How to Install a Ground Wiring Kit in your Car | Big 3 Update tutorial 2024


Before we delve deeper into the tutorial. Let us look at the benefits of a ground wire or big 3 kit. Firstly, you shouldn't be expecting substantial horsepower gains. You can rather expect a smoother idling engine and an improved throttle response. Brighter headlights and cleaner audio has also been experienced by some diyers.
Some guys even claim that  the ground wires prevent static shocks when getting out of the car.

Also, We checked the voltage differences beforehand at  planned grounding points using a recently calibrated Fluke 87 multimeter

Planning the Grounding Points

The DIY ground wire system we will make and install, dubbed the "Ill save money on mechanic bills," consists of 4 wires connecting 5 points.

Body (A) > Head (B) > Coil Pack (C) > Battery Negative (D) > Body (E)

You can choose your own ground points as well, but you will be on your own with that. Choose your grounding big 3 points wisely and at your own risk. In case you decide to choose your own ground points, get some string and measure those points. Measure with strings to figure out how exactly much wire is needed. Similarly different gauge wires can be used. Most aftermarket kits are 4-gauge.
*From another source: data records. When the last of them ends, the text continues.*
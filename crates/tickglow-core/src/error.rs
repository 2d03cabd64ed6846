use thiserror::Error;

/// Validation errors exposed by `tickglow-core`.
#[derive(Debug, Error, Clone, PartialEq, Eq)]
pub enum ValidationError {
    #[error("symbol cannot be empty")]
    EmptySymbol,
    #[error("symbol length {len} exceeds max {max}")]
    SymbolTooLong { len: usize, max: usize },
    #[error("symbol must start with an ASCII letter: '{ch}'")]
    SymbolInvalidStart { ch: char },
    #[error("symbol contains invalid character '{ch}' at index {index}")]
    SymbolInvalidChar { ch: char, index: usize },

    #[error("invalid interval '{value}', expected one of 1m, 5m, 15m, 1h, 1d")]
    InvalidInterval { value: String },

    #[error("timestamp must be RFC3339 UTC (suffix Z): '{value}'")]
    TimestampNotUtc { value: String },

    #[error("field '{field}' must be finite")]
    NonFiniteValue { field: &'static str },
    #[error("field '{field}' must be non-negative")]
    NegativeValue { field: &'static str },

    #[error("bar high must be >= low")]
    InvalidBarRange,
    #[error("bar open/close must be within high/low range")]
    InvalidBarBounds,
}
use thiserror::Error;

/// Process-level error categories mapped to exit codes.
#[derive(Debug, Error)]
pub enum DashboardError {
    #[error(transparent)]
    Validation(#[from] tickglow_core::ValidationError),

    #[error(transparent)]
    Io(#[from] std::io::Error),
}

impl DashboardError {
    pub const fn exit_code(&self) -> u8 {
        match self {
            Self::Validation(_) => 2,
            Self::Io(_) => 10,
        }
    }
}
//! Single-route page server.
//!
//! `GET /` returns whatever the refresh driver last published. The
//! server never fetches or renders anything itself; it is a read-only
//! window onto the driver's latest value.

use axum::extract::State;
use axum::http::StatusCode;
use axum::response::{Html, IntoResponse, Response};
use axum::routing::get;
use axum::Router;
use tokio::sync::watch;

use crate::refresh::PageState;
use crate::render;

pub fn router(rx: watch::Receiver<PageState>) -> Router {
    Router::new().route("/", get(serve_page)).with_state(rx)
}

async fn serve_page(State(rx): State<watch::Receiver<PageState>>) -> Response {
    let state = rx.borrow().clone();
    match state {
        PageState::Pending => {
            Html(render::render_notice("First refresh in progress.")).into_response()
        }
        PageState::Ready(html) => Html(html).into_response(),
        PageState::Failed(message) => (
            StatusCode::INTERNAL_SERVER_ERROR,
            format!("refresh failed: {message}\n"),
        )
            .into_response(),
    }
}
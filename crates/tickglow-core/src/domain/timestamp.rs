use std::fmt::{Display, Formatter};

use serde::de::Error as DeError;
use serde::{Deserialize, Deserializer, Serialize, Serializer};
use time::format_description::well_known::Rfc3339;
use time::{OffsetDateTime, UtcOffset};

use crate::ValidationError;

/// RFC3339 timestamp guaranteed to be UTC.
#[derive(Debug, Clone, Copy, PartialEq, Eq, PartialOrd, Ord, Hash)]
pub struct UtcDateTime(OffsetDateTime);

impl UtcDateTime {
    pub fn now() -> Self {
        Self(OffsetDateTime::now_utc())
    }

    pub fn parse(input: &str) -> Result<Self, ValidationError> {
        let parsed = OffsetDateTime::parse(input, &Rfc3339).map_err(|_| {
            ValidationError::TimestampNotUtc {
                value: input.to_owned(),
            }
        })?;

        Self::from_offset_datetime(parsed).map_err(|_| ValidationError::TimestampNotUtc {
            value: input.to_owned(),
        })
    }

    pub fn from_offset_datetime(value: OffsetDateTime) -> Result<Self, ValidationError> {
        if value.offset() != UtcOffset::UTC {
            return Err(ValidationError::TimestampNotUtc {
                value: value
                    .format(&Rfc3339)
                    .unwrap_or_else(|_| String::from("<unformattable>")),
            });
        }

        Ok(Self(value))
    }

    /// Build from a provider's Unix epoch seconds.
    pub fn from_unix_timestamp(seconds: i64) -> Result<Self, ValidationError> {
        let parsed = OffsetDateTime::from_unix_timestamp(seconds).map_err(|_| {
            ValidationError::TimestampNotUtc {
                value: seconds.to_string(),
            }
        })?;
        Self::from_offset_datetime(parsed)
    }

    pub fn into_inner(self) -> OffsetDateTime {
        self.0
    }

    pub fn format_rfc3339(self) -> String {
        self.0
            .format(&Rfc3339)
            .expect("UtcDateTime must be RFC3339 formattable")
    }

    /// Zero-padded wall-clock `HH:MM:SS` component, used by the dashboard clock line.
    pub fn format_clock(self) -> String {
        format!(
            "{:02}:{:02}:{:02}",
            self.0.hour(),
            self.0.minute(),
            self.0.second()
        )
    }
}

impl Display for UtcDateTime {
    fn fmt(&self, f: &mut Formatter<'_>) -> std::fmt::Result {
        f.write_str(&self.format_rfc3339())
    }
}

impl Serialize for UtcDateTime {
    fn serialize<S>(&self, serializer: S) -> Result<S::Ok, S::Error>
    where
        S: Serializer,
    {
        serializer.serialize_str(&self.format_rfc3339())
    }
}

impl<'de> Deserialize<'de> for UtcDateTime {
    fn deserialize<D>(deserializer: D) -> Result<Self, D::Error>
    where
        D: Deserializer<'de>,
    {
        let value = String::deserialize(deserializer)?;
        Self::parse(&value).map_err(D::Error::custom)
    }
}
//! Provider adapters.
//!
//! Yahoo Finance is the only upstream the dashboard talks to; the
//! [`crate::source::IntradaySource`] trait is the seam for swapping it
//! out in tests.

mod yahoo;

pub use yahoo::YahooAdapter;
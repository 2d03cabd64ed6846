//! Provider contract for the dashboard's single upstream call.
//!
//! A source answers one question per refresh cycle: "give me today's
//! intraday series for this symbol, plus whatever issuer metadata you
//! carry alongside it". The response shape is deliberately flat — the
//! snapshot derivation in [`crate::snapshot`] owns every computed field.

use std::fmt::{Display, Formatter};
use std::future::Future;
use std::pin::Pin;

use crate::{BarSeries, Interval, Symbol};

/// Request payload for the intraday endpoint.
#[derive(Debug, Clone, PartialEq, Eq)]
pub struct IntradayRequest {
    pub symbol: Symbol,
    pub interval: Interval,
}

impl IntradayRequest {
    pub fn new(symbol: Symbol, interval: Interval) -> Self {
        Self { symbol, interval }
    }

    /// The dashboard's fixed shape: current trading day at one-minute granularity.
    pub fn current_day(symbol: Symbol) -> Self {
        Self::new(symbol, Interval::OneMinute)
    }
}

/// Normalized intraday payload: the session series plus issuer metadata.
///
/// Both metadata fields are optional; the provider may omit either, and
/// the snapshot derivation defines the fallback for each.
#[derive(Debug, Clone, PartialEq)]
pub struct IntradayQuote {
    pub name: Option<String>,
    pub previous_close: Option<f64>,
    pub series: BarSeries,
}

/// Adapter-level error classification.
#[derive(Debug, Clone, Copy, PartialEq, Eq)]
pub enum SourceErrorKind {
    Unavailable,
    InvalidRequest,
    Internal,
}

/// Structured source error surfaced to the refresh driver.
#[derive(Debug, Clone, PartialEq, Eq)]
pub struct SourceError {
    kind: SourceErrorKind,
    message: String,
}

impl SourceError {
    pub fn unavailable(message: impl Into<String>) -> Self {
        Self {
            kind: SourceErrorKind::Unavailable,
            message: message.into(),
        }
    }

    pub fn invalid_request(message: impl Into<String>) -> Self {
        Self {
            kind: SourceErrorKind::InvalidRequest,
            message: message.into(),
        }
    }

    pub fn internal(message: impl Into<String>) -> Self {
        Self {
            kind: SourceErrorKind::Internal,
            message: message.into(),
        }
    }

    pub const fn kind(&self) -> SourceErrorKind {
        self.kind
    }

    pub fn message(&self) -> &str {
        &self.message
    }

    pub const fn code(&self) -> &'static str {
        match self.kind {
            SourceErrorKind::Unavailable => "source.unavailable",
            SourceErrorKind::InvalidRequest => "source.invalid_request",
            SourceErrorKind::Internal => "source.internal",
        }
    }
}

impl Display for SourceError {
    fn fmt(&self, f: &mut Formatter<'_>) -> std::fmt::Result {
        write!(f, "{} ({})", self.message, self.code())
    }
}

impl std::error::Error for SourceError {}

/// Source adapter contract.
///
/// Implementations must be `Send + Sync`; the refresh driver holds the
/// adapter across `.await` points.
pub trait IntradaySource: Send + Sync {
    /// Fetches the current trading day's series and issuer metadata.
    ///
    /// An empty series is a valid, expected response (market closed,
    /// unknown symbol) and is **not** an error; callers decide how to
    /// treat it. Transport and parse failures return [`SourceError`].
    fn intraday<'a>(
        &'a self,
        req: IntradayRequest,
    ) -> Pin<Box<dyn Future<Output = Result<IntradayQuote, SourceError>> + Send + 'a>>;
}

#[cfg(test)]
mod tests {
    use super::*;

    #[test]
    fn current_day_request_uses_one_minute_bars() {
        let req = IntradayRequest::current_day(Symbol::parse("AMZN").expect("symbol"));
        assert_eq!(req.interval, Interval::OneMinute);
    }

    #[test]
    fn error_display_includes_code() {
        let err = SourceError::unavailable("upstream returned status 502");
        assert_eq!(
            err.to_string(),
            "upstream returned status 502 (source.unavailable)"
        );
    }
}
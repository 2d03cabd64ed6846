//! The refresh driver: the explicit fetch -> render -> sleep loop.
//!
//! Each cycle rebuilds the complete snapshot and the complete page from
//! scratch and publishes the result as a plain value through a watch
//! channel. There is no incremental update, no jitter, no backoff, and
//! no skip-if-unchanged; the loop only ends when the process dies.

use std::sync::Arc;

use tokio::sync::watch;

use tickglow_core::{fetch_quote, IntradaySource, Symbol, UtcDateTime};

use crate::config::REFRESH_INTERVAL;
use crate::render;

/// Latest rendered page, as published by the driver.
#[derive(Debug, Clone, PartialEq, Eq)]
pub enum PageState {
    /// No cycle has completed yet.
    Pending,
    /// A complete page: the dashboard, or the no-data notice.
    Ready(String),
    /// The cycle aborted on a provider failure; served as a bare 500.
    Failed(String),
}

/// Run one refresh cycle: fetch, derive, render.
pub async fn run_cycle(source: &dyn IntradaySource, symbol: &Symbol) -> PageState {
    match fetch_quote(source, symbol).await {
        Ok(Some(snapshot)) => {
            log::info!(
                "refreshed {}: price={:.2} change={:+.2} bars={}",
                snapshot.symbol,
                snapshot.price,
                snapshot.change,
                snapshot.series.bars.len()
            );
            PageState::Ready(render::render_dashboard(&snapshot, UtcDateTime::now()))
        }
        Ok(None) => {
            log::warn!("no intraday data for {symbol}; rendering notice");
            PageState::Ready(render::render_notice(&format!(
                "Failed to fetch {symbol} data (market closed or no data)."
            )))
        }
        Err(error) => {
            log::error!("refresh cycle for {symbol} failed: {error}");
            PageState::Failed(error.to_string())
        }
    }
}

/// Drive refresh cycles forever, pausing the full interval between them.
pub async fn run_cycles(
    source: Arc<dyn IntradaySource>,
    symbol: Symbol,
    tx: watch::Sender<PageState>,
) {
    loop {
        let state = run_cycle(source.as_ref(), &symbol).await;
        tx.send_replace(state);
        tokio::time::sleep(REFRESH_INTERVAL).await;
    }
}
For the "Ill save money on mechanic bills kit" you will need:

Preparing the Ground Wires for your Big 3 Update:

  1. Cut the wires into the lengths needed.
  2. Once You have finished cutting the wires , use a pair of wire strippers (or  scissors) to strip about 1/2" off of the wire insulation to make way for the ring connector. Try not to cut the copper bit of the wires. If a few strands end up getting cut, it's okay. However, if half the strands are wasted, you will have to do it again. There should be enough slack in the wire for mess ups. To prevent fraying twist the wire strands into a rope. Repeat this step for the other side of the wire.
  3. Once you have stripped off the insulation, slide on 2 pieces of heat-shrink on to the wires. The length of the heat-shrink should be sufficient to cover (and overlap) the crimp-able area of the ring connectors. With the heat-shrink out of the way, slide on the ring connector onto the wire firmly.
  4. Using a pair of wire crimpers (or stripper/pliers), crimp the ring connector, and then follow through until the whole connector is crimped. Make sure that the 2 pieces of heat-shrink are still tight  on the wire, and then repeat this step for the other side. Double-check the crimps for tightness. Refrain from pulling on the ring-connectors. Just make sure the crimps are tight by re-crimping them. Slide the heat-shrink onto the crimped area of the ring connector. Make sure the hole is not covered, and then use the lighter to activate the heat-shrink.Repeat steps 2 to 4 until for all four wires . Once all of them are done, you should have a kit.
With the kit made, onto the installation!

Ground Wiring Kit DIY Installation(wiring instructions)

To make things less complicated, the wires will be named:

Wire 1:

15" Body (A) to Head (B)

Wire 2:

 22" Head (B) to Coil Pack (C)

Wire 3:

27" Coil Pack (C) to Battery Negative (D)

Wire 4 :

17" Battery Negative (D) to Body (E)

Ground Wiring  Kit Installation Step by Step Tutorial:
Step 1:

Use the 10mm socket wrench to unbolt the nuts on your engines valve cover. Remove the valve cover completely.

Step 2:

We are ready for the installation of our Big 3 kit now.We will start from the left side of the engine.Simple unscrew the bolts on the bracket that holds the A/C line. Put one ring connector on Wire 1 through the bolt then screw it back in firmly.

Step 3:

The next step is to weave Wire 1 around enough to get to the bolt on the corner of the engine. Unscrew the corner bolt of the engine. Put the end of Wire 1 and the beginning of Wire 2 through the bolt. Screw the corner bolt back in.

Step 4:

Weave Wire 2 through the wiring loom and s unscrew the last coil bolt putting the end of the Wire 2 and the beginning of Wire 3 together. Screw the coil bolt back on.

Step 5:

Weave Wire 3 again through the wiring loom and intake. Unscrew the negative terminal lead on the battery. NOTE:Try not to take the lead off completely as it may reset your cars ECU, clock, radio, etc. Put the end of Wire 3 and the start of Wire 4 onto the negative lead's bolt and screw it back on.

Step 6:

Unscrew the bolt on the throttle cable bracket located on the body. The end of Wire 4 should be placed as close as possible to the body. Put the bracket back on, then screw it in.

Step 7:

The installation is almost complete. Double-check all the bolts and make sure they are firmly screwed in.Also refrain from over-tightening.

Step 8:

Once you have doublle-checked all of the bolts, put the valve cover back on. Start the car, and pray it doesn't throw a "Check Engine" light. Just-kidding, as long as you follow these steps, you'll be fine.